Force est de reconnaitre que de 2012 à 2025 les procès-verbaux des enquêtes judiciaires se retrouvent souvent sur la place publique et font l’objet de plusieurs débats entrainant souvent des invectives, des manifestations et même de la violence. Nous sommes à l’ère des réseaux sociaux, des conférences ou points de presse des procureurs et des avocats de défense. Ces derniers veulent à tout prix convaincre l’opinion pour démontrer avant le procès le respect des procédures et la garantie d’une justice équitable non partisane.

Alors qu’avant toutes les informations judiciaires étaient disponibles au grand Public que pendant les procès. Quel sens y a-t-il à autoriser des comptes rendus d’audience en temps réel, nécessairement partiels, et à interdire un compte-rendu enregistré exhaustif et objectif ?
A l’heure de la reddition des comptes dans un contexte de rupture promise par le régime actuel, il est important de rappeler que le secret de l’enquête et de l’instruction est un principe indispensable pour garantir l’efficacité et l’équité de la procédure judiciaire tout en protégeant la présomption d’innocence des personnes mises en cause et la vie privée des victimes.
Le secret de l’investigation et de l’instruction, tel que garanti par la loi, est un secret qui protège à la fois les justiciables et les magistrats, tout au long de la procédure judiciaire. Mais c’est un secret qui doit également composer avec d’autres secrets protégés par le législateur dans la recherche d’un équilibre entre plusieurs impératifs constitutifs d’une société démocratique.

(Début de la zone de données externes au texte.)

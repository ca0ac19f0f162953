use sonde_protocol::ScanError;
use thiserror::Error;

#[derive(Debug, Error)]
pub enum StoreError {
    #[error("database error: {0}")]
    Database(#[from] sqlx::Error),

    #[error("record serialization failed: {0}")]
    Serialization(#[from] serde_json::Error),

    #[error("record not found: {0}")]
    NotFound(String),

    /// Append-only violation: a record id was written twice.
    #[error("duplicate record id: {0}")]
    DuplicateId(String),
}

impl From<StoreError> for ScanError {
    fn from(err: StoreError) -> Self {
        match err {
            StoreError::NotFound(id) => ScanError::NotFound(id),
            other => ScanError::StorageWriteFailure(other.to_string()),
        }
    }
}

#[cfg(test)]
mod tests {
    use super::*;

    #[test]
    fn test_not_found_maps_to_scan_not_found() {
        let err: ScanError = StoreError::NotFound("scan_1".into()).into();
        assert_eq!(err.kind(), "not_found");
    }

    #[test]
    fn test_duplicate_maps_to_storage_failure() {
        let err: ScanError = StoreError::DuplicateId("scan_1".into()).into();
        assert_eq!(err.kind(), "storage_write_failure");
    }
}
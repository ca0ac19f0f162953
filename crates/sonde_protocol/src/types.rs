//! Scan entities, options, and the engine wire report.

use chrono::{DateTime, Utc};
use serde::{Deserialize, Serialize};
use std::collections::BTreeMap;
use std::fmt;
use std::str::FromStr;

use crate::error::ScanError;

// ============================================================================
// Canonical Enums
// ============================================================================

/// Live availability of a detection engine.
/// This is the CANONICAL definition - use this everywhere.
#[derive(Debug, Clone, Copy, PartialEq, Eq, Hash, Serialize, Deserialize, Default)]
#[serde(rename_all = "lowercase")]
pub enum EngineStatus {
    #[default]
    Available,
    Unavailable,
    /// Engine responds but its last probe reported a problem (e.g. the
    /// backing binary is an unexpected version).
    Degraded,
}

impl EngineStatus {
    pub fn as_str(&self) -> &'static str {
        match self {
            EngineStatus::Available => "available",
            EngineStatus::Unavailable => "unavailable",
            EngineStatus::Degraded => "degraded",
        }
    }
}

impl fmt::Display for EngineStatus {
    fn fmt(&self, f: &mut fmt::Formatter<'_>) -> fmt::Result {
        write!(f, "{}", self.as_str())
    }
}

impl FromStr for EngineStatus {
    type Err = String;

    fn from_str(s: &str) -> Result<Self, Self::Err> {
        match s.to_lowercase().as_str() {
            "available" => Ok(EngineStatus::Available),
            "unavailable" => Ok(EngineStatus::Unavailable),
            "degraded" => Ok(EngineStatus::Degraded),
            _ => Err(format!(
                "Invalid engine status: '{}'. Expected: available, unavailable, or degraded",
                s
            )),
        }
    }
}

/// Coarse risk bucket derived deterministically from a malware score.
#[derive(Debug, Clone, Copy, PartialEq, Eq, Hash, Serialize, Deserialize, Default)]
#[serde(rename_all = "lowercase")]
pub enum ThreatLevel {
    #[default]
    Low,
    Medium,
    High,
}

impl ThreatLevel {
    /// Fixed bucketing contract: score < 0.3 is low, 0.3 <= score < 0.7 is
    /// medium, score >= 0.7 is high.
    pub fn from_score(score: f32) -> Self {
        if score >= 0.7 {
            ThreatLevel::High
        } else if score >= 0.3 {
            ThreatLevel::Medium
        } else {
            ThreatLevel::Low
        }
    }

    pub fn as_str(&self) -> &'static str {
        match self {
            ThreatLevel::Low => "low",
            ThreatLevel::Medium => "medium",
            ThreatLevel::High => "high",
        }
    }
}

impl fmt::Display for ThreatLevel {
    fn fmt(&self, f: &mut fmt::Formatter<'_>) -> fmt::Result {
        write!(f, "{}", self.as_str())
    }
}
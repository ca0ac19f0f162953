//! Subprocess engine adapter.
//!
//! Spawns a configured external program per invocation, hands it the payload
//! through a temp file path argument, and reads one JSON report from stdout.
//! The child is spawned with kill-on-drop so a timed-out or cancelled
//! invocation never leaves a process running.

use async_trait::async_trait;
use sonde_protocol::{EngineReport, EngineStatus, ScanError};
use std::io::Write;
use std::path::PathBuf;
use std::process::Stdio;
use std::time::Instant;
use tokio::process::Command;
use tracing::debug;

use crate::transport::{truncate_diagnostic, EngineTransport};

/// An external detection engine reachable as a spawned process.
#[derive(Debug, Clone)]
pub struct SubprocessEngine {
    name: String,
    version: String,
    cost: f32,
    command: PathBuf,
    args: Vec<String>,
}

impl SubprocessEngine {
    pub fn new(
        name: impl Into<String>,
        version: impl Into<String>,
        cost: f32,
        command: impl Into<PathBuf>,
        args: Vec<String>,
    ) -> Self {
        Self {
            name: name.into(),
            version: version.into(),
            cost,
            command: command.into(),
            args,
        }
    }

    fn parse_report(&self, stdout: &[u8]) -> Result<EngineReport, ScanError> {
        let mut report: EngineReport = serde_json::from_slice(stdout).map_err(|e| {
            ScanError::engine_failure(
                &self.name,
                format!("malformed engine report: {}", e),
            )
        })?;
        // The registered name wins over whatever the program calls itself.
        report.engine = self.name.clone();
        if report.engine_version.is_none() {
            report.engine_version = Some(self.version.clone());
        }
        Ok(report)
    }
}

#[async_trait]
impl EngineTransport for SubprocessEngine {
    fn name(&self) -> &str {
        &self.name
    }

    fn version(&self) -> &str {
        &self.version
    }

    fn cost(&self) -> f32 {
        self.cost
    }

    async fn probe(&self) -> Result<EngineStatus, ScanError> {
        match which::which(&self.command) {
            Ok(path) => {
                debug!("engine '{}' resolved to {}", self.name, path.display());
                Ok(EngineStatus::Available)
            }
            Err(which::Error::CannotFindBinaryPath) => Ok(EngineStatus::Unavailable),
            // PATH machinery itself is broken - this is a probe failure, not
            // a missing binary.
            Err(e) => Err(ScanError::EngineRegistryUnavailable(format!(
                "cannot probe engine '{}': {}",
                self.name, e
            ))),
        }
    }

    async fn detect(&self, payload: &[u8]) -> Result<EngineReport, ScanError> {
        let start = Instant::now();

        // The temp file must outlive the child; dropped on return.
        let mut tmp = tempfile::NamedTempFile::new().map_err(|e| {
            ScanError::engine_failure(&self.name, format!("cannot stage payload: {}", e))
        })?;
        tmp.write_all(payload).map_err(|e| {
            ScanError::engine_failure(&self.name, format!("cannot stage payload: {}", e))
        })?;
        tmp.flush().map_err(|e| {
            ScanError::engine_failure(&self.name, format!("cannot stage payload: {}", e))
        })?;

        let output = Command::new(&self.command)
            .args(&self.args)
            .arg(tmp.path())
            .stdin(Stdio::null())
            .stdout(Stdio::piped())
            .stderr(Stdio::piped())
            .kill_on_drop(true)
            .output()
            .await
            .map_err(|e| {
                ScanError::engine_failure(&self.name, format!("failed to spawn: {}", e))
            })?;

        if !output.status.success() {
            let stderr = String::from_utf8_lossy(&output.stderr);
            let code = output
                .status
                .code()
                .map(|c| c.to_string())
                .unwrap_or_else(|| "signal".to_string());
            return Err(ScanError::engine_failure(
                &self.name,
                format!(
                    "exited with status {}: {}",
                    code,
                    truncate_diagnostic(stderr.trim())
                ),
            ));
        }

        let mut report = self.parse_report(&output.stdout)?;
        if report.elapsed_ms <= 0.0 {
            report.elapsed_ms = start.elapsed().as_secs_f64() * 1000.0;
        }
        Ok(report)
    }
}

#[cfg(test)]
mod tests {
    use super::*;

    fn engine() -> SubprocessEngine {
        SubprocessEngine::new("ext", "2.1.0", 1.0, "/usr/bin/true", vec![])
    }

    #[test]
    fn test_parse_report_overrides_engine_name() {
        let raw = br#"{"engine": "self-styled", "media_type": "text/csv", "confidence": 0.8}"#;
        let report = engine().parse_report(raw).unwrap();
        assert_eq!(report.engine, "ext");
        assert_eq!(report.engine_version.as_deref(), Some("2.1.0"));
        assert_eq!(report.media_type, "text/csv");
    }

    #[test]
    fn test_parse_report_rejects_garbage() {
        let err = engine().parse_report(b"not json").unwrap_err();
        assert_eq!(err.kind(), "engine_failure");
    }

    #[cfg(unix)]
    #[tokio::test]
    async fn test_nonzero_exit_is_engine_failure() {
        let engine = SubprocessEngine::new("false", "0", 1.0, "/bin/false", vec![]);
        let err = engine.detect(b"payload").await.unwrap_err();
        assert_eq!(err.kind(), "engine_failure");
        assert!(err.to_string().contains("exited with status"));
    }

    #[cfg(unix)]
    #[tokio::test]
    async fn test_detect_parses_stdout_report() {
        // `cat`-style engine: echo a canned report regardless of the payload
        // path appended as the final argument.
        let engine = SubprocessEngine::new(
            "echoer",
            "1.0",
            1.0,
            "/bin/sh",
            vec![
                "-c".to_string(),
                r#"echo '{"engine":"echoer","media_type":"application/test","confidence":0.5}'"#
                    .to_string(),
            ],
        );
        let report = engine.detect(b"anything").await.unwrap();
        assert_eq!(report.media_type, "application/test");
        assert!(report.elapsed_ms > 0.0);
    }

    #[tokio::test]
    async fn test_probe_missing_binary_is_unavailable() {
        let engine = SubprocessEngine::new(
            "ghost",
            "0",
            1.0,
            "definitely-not-a-real-binary-sonde",
            vec![],
        );
        assert_eq!(
            engine.probe().await.unwrap(),
            EngineStatus::Unavailable
        );
    }
}
//! Single-engine invocation with size gating, timeout, and cancellation.

use sonde_protocol::{EngineReport, ScanError, ScanOptions};
use std::sync::Arc;
use std::time::Duration;
use tracing::debug;

use crate::cancel::CancellationToken;
use crate::registry::EngineRegistry;

/// Runs one engine against one payload.
///
/// Stateless apart from the registry handle: safe to call concurrently for
/// different (engine, payload) pairs.
#[derive(Clone)]
pub struct Invoker {
    registry: Arc<EngineRegistry>,
}

impl Invoker {
    pub fn new(registry: Arc<EngineRegistry>) -> Self {
        Self { registry }
    }

    pub fn registry(&self) -> &EngineRegistry {
        &self.registry
    }

    /// Invoke `engine_name` on `payload`.
    ///
    /// Order of gates is part of the contract: the size limit is enforced
    /// before any engine is touched, and a timeout or cancel cuts the
    /// invocation through the same path (the engine future is dropped, which
    /// kills a subprocess child).
    pub async fn invoke(
        &self,
        engine_name: &str,
        payload: &[u8],
        options: &ScanOptions,
        cancel: &CancellationToken,
    ) -> Result<EngineReport, ScanError> {
        if payload.len() as u64 > options.max_file_size_bytes {
            return Err(ScanError::FileTooLarge {
                size: payload.len() as u64,
                limit: options.max_file_size_bytes,
            });
        }

        let transport = self.registry.get(engine_name).ok_or_else(|| {
            ScanError::engine_failure(engine_name, "engine is not registered")
        })?;
        if !self.registry.is_available(engine_name) {
            return Err(ScanError::engine_failure(
                engine_name,
                "engine is not available",
            ));
        }
        if cancel.is_cancelled() {
            return Err(ScanError::Cancelled);
        }

        let deadline = Duration::from_millis(options.timeout_ms);
        let report = tokio::select! {
            biased;

            _ = cancel.cancelled() => {
                debug!("invocation of '{}' cancelled", engine_name);
                return Err(ScanError::Cancelled);
            }

            outcome = tokio::time::timeout(deadline, transport.detect(payload)) => match outcome {
                Err(_) => {
                    return Err(ScanError::EngineTimeout {
                        engine: engine_name.to_string(),
                        timeout_ms: options.timeout_ms,
                    });
                }
                Ok(Err(e)) => return Err(e),
                Ok(Ok(report)) => report,
            }
        };

        validate_report(engine_name, report)
    }
}

/// Boundary validation of a raw report: loosely-typed engine output is not
/// trusted past this point.
fn validate_report(engine_name: &str, report: EngineReport) -> Result<EngineReport, ScanError> {
    if !report.confidence.is_finite() || !(0.0..=1.0).contains(&report.confidence) {
        return Err(ScanError::engine_failure(
            engine_name,
            format!("confidence {} outside [0, 1]", report.confidence),
        ));
    }
    if let Some(score) = report.malware_score {
        if !score.is_finite() || !(0.0..=1.0).contains(&score) {
            return Err(ScanError::engine_failure(
                engine_name,
                format!("malware_score {} outside [0, 1]", score),
            ));
        }
    }
    if report.media_type.is_empty() {
        return Err(ScanError::engine_failure(
            engine_name,
            "empty media_type in report",
        ));
    }
    Ok(report)
}

#[cfg(test)]
mod tests {
    use super::*;
    use crate::transport::EngineTransport;
    use async_trait::async_trait;
    use sonde_protocol::EngineStatus;
    use std::time::Instant;

    /// Fake engine with scripted behavior.
    struct FakeEngine {
        name: &'static str,
        confidence: f32,
        delay: Duration,
    }

    #[async_trait]
    impl EngineTransport for FakeEngine {
        fn name(&self) -> &str {
            self.name
        }
        fn version(&self) -> &str {
            "test"
        }
        fn cost(&self) -> f32 {
            0.1
        }
        async fn probe(&self) -> Result<EngineStatus, ScanError> {
            Ok(EngineStatus::Available)
        }
        async fn detect(&self, _payload: &[u8]) -> Result<EngineReport, ScanError> {
            tokio::time::sleep(self.delay).await;
            Ok(EngineReport {
                engine: self.name.to_string(),
                engine_version: None,
                media_type: "application/test".to_string(),
                confidence: self.confidence,
                extension: None,
                elapsed_ms: 1.0,
                malware_score: None,
                hashes: None,
                metadata: None,
                extra: serde_json::Map::new(),
            })
        }
    }

    async fn invoker_with(engine: FakeEngine) -> Invoker {
        let registry = EngineRegistry::with_transports(vec![Arc::new(engine)])
            .await
            .unwrap();
        Invoker::new(Arc::new(registry))
    }

    #[tokio::test]
    async fn test_size_gate_fires_before_engine() {
        let invoker = invoker_with(FakeEngine {
            name: "fake",
            confidence: 0.5,
            delay: Duration::ZERO,
        })
        .await;
        let options = ScanOptions {
            max_file_size_bytes: 4,
            ..Default::default()
        };
        let err = invoker
            .invoke("fake", b"five!", &options, &CancellationToken::new())
            .await
            .unwrap_err();
        assert_eq!(err.kind(), "file_too_large");
    }

    #[tokio::test]
    async fn test_timeout_returns_promptly() {
        let invoker = invoker_with(FakeEngine {
            name: "slow",
            confidence: 0.5,
            delay: Duration::from_secs(3600),
        })
        .await;
        let options = ScanOptions {
            timeout_ms: 100,
            ..Default::default()
        };

        let start = Instant::now();
        let err = invoker
            .invoke("slow", b"x", &options, &CancellationToken::new())
            .await
            .unwrap_err();
        let elapsed = start.elapsed();

        assert_eq!(err.kind(), "engine_timeout");
        assert!(
            elapsed < Duration::from_millis(150),
            "timeout took {:?}",
            elapsed
        );
    }

    #[tokio::test]
    async fn test_cancel_cuts_invocation() {
        let invoker = invoker_with(FakeEngine {
            name: "slow",
            confidence: 0.5,
            delay: Duration::from_secs(3600),
        })
        .await;
        let cancel = CancellationToken::new();
        let trip = cancel.clone();
        tokio::spawn(async move {
            tokio::time::sleep(Duration::from_millis(20)).await;
            trip.cancel();
        });

        let err = invoker
            .invoke("slow", b"x", &ScanOptions::default(), &cancel)
            .await
            .unwrap_err();
        assert_eq!(err.kind(), "cancelled");
    }

    #[tokio::test]
    async fn test_out_of_range_confidence_rejected() {
        let invoker = invoker_with(FakeEngine {
            name: "wild",
            confidence: 1.5,
            delay: Duration::ZERO,
        })
        .await;
        let err = invoker
            .invoke("wild", b"x", &ScanOptions::default(), &CancellationToken::new())
            .await
            .unwrap_err();
        assert_eq!(err.kind(), "engine_failure");
        assert!(err.to_string().contains("outside [0, 1]"));
    }

    #[tokio::test]
    async fn test_unknown_engine() {
        let invoker = invoker_with(FakeEngine {
            name: "fake",
            confidence: 0.5,
            delay: Duration::ZERO,
        })
        .await;
        let err = invoker
            .invoke("nope", b"x", &ScanOptions::default(), &CancellationToken::new())
            .await
            .unwrap_err();
        assert_eq!(err.kind(), "engine_failure");
        assert!(err.to_string().contains("not registered"));
    }
}
/// Explicit orchestrator configuration, passed in at construction.
/// There is no process-wide mutable config.
#[derive(Debug, Clone)]
pub struct OrchestratorConfig {
    /// Number of pool workers draining a batch queue; at most this many
    /// file-scans are in flight at once.
    pub pool_size: usize,
    /// Run the downstream security assessor on deep scans.
    pub security_assessment: bool,
    /// Options applied when a submission does not carry its own.
    pub default_options: ScanOptions,
}

impl Default for OrchestratorConfig {
    fn default() -> Self {
        Self {
            pool_size: 8,
            security_assessment: true,
            default_options: ScanOptions::default(),
        }
    }
}

impl OrchestratorConfig {
    pub fn clamped_pool_size(&self) -> usize {
        self.pool_size.clamp(MIN_POOL_SIZE, MAX_POOL_SIZE)
    }
}

/// One submitted file: name plus content.
pub type BatchFile = (String, Vec<u8>);

/// Per-batch duplicate cache, keyed by sha256. Shared by pool workers.
#[derive(Default)]
struct DedupCache {
    inner: Mutex<HashMap<String, ScanResult>>,
}

impl DedupCache {
    fn get(&self, sha256: &str) -> Option<ScanResult> {
        self.inner
            .lock()
            .unwrap_or_else(|e| e.into_inner())
            .get(sha256)
            .cloned()
    }

    fn insert(&self, sha256: String, result: ScanResult) {
        self.inner
            .lock()
            .unwrap_or_else(|e| e.into_inner())
            .entry(sha256)
            .or_insert(result);
    }
}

Du point de vue interne, il s’agit des parties concernées et revient à interroger le principe du contradictoire. Du point de vue externe, il désigne la non-publicité de l’enquête et de l’instruction à l’égard des tiers. C’est principalement sur ce second aspect que la sauvegarde du secret poursuit des objectifs étroitement liés à la confiance que peut avoir une partie au procès dans la justice, et par extension tout citoyen en tant que justiciable potentiel .
Ce secret de l’enquête et de l’instruction n’est ni général ni absolu. Il fonctionne sur un mode binaire où seules les personnes concourant formellement à la procédure y sont soumises, les autres en étant dégagées, sauf à respecter les règles plus générales de secret professionnel auxquelles elles peuvent, du fait de leur statut, être astreintes (comme, par exemple, les avocats).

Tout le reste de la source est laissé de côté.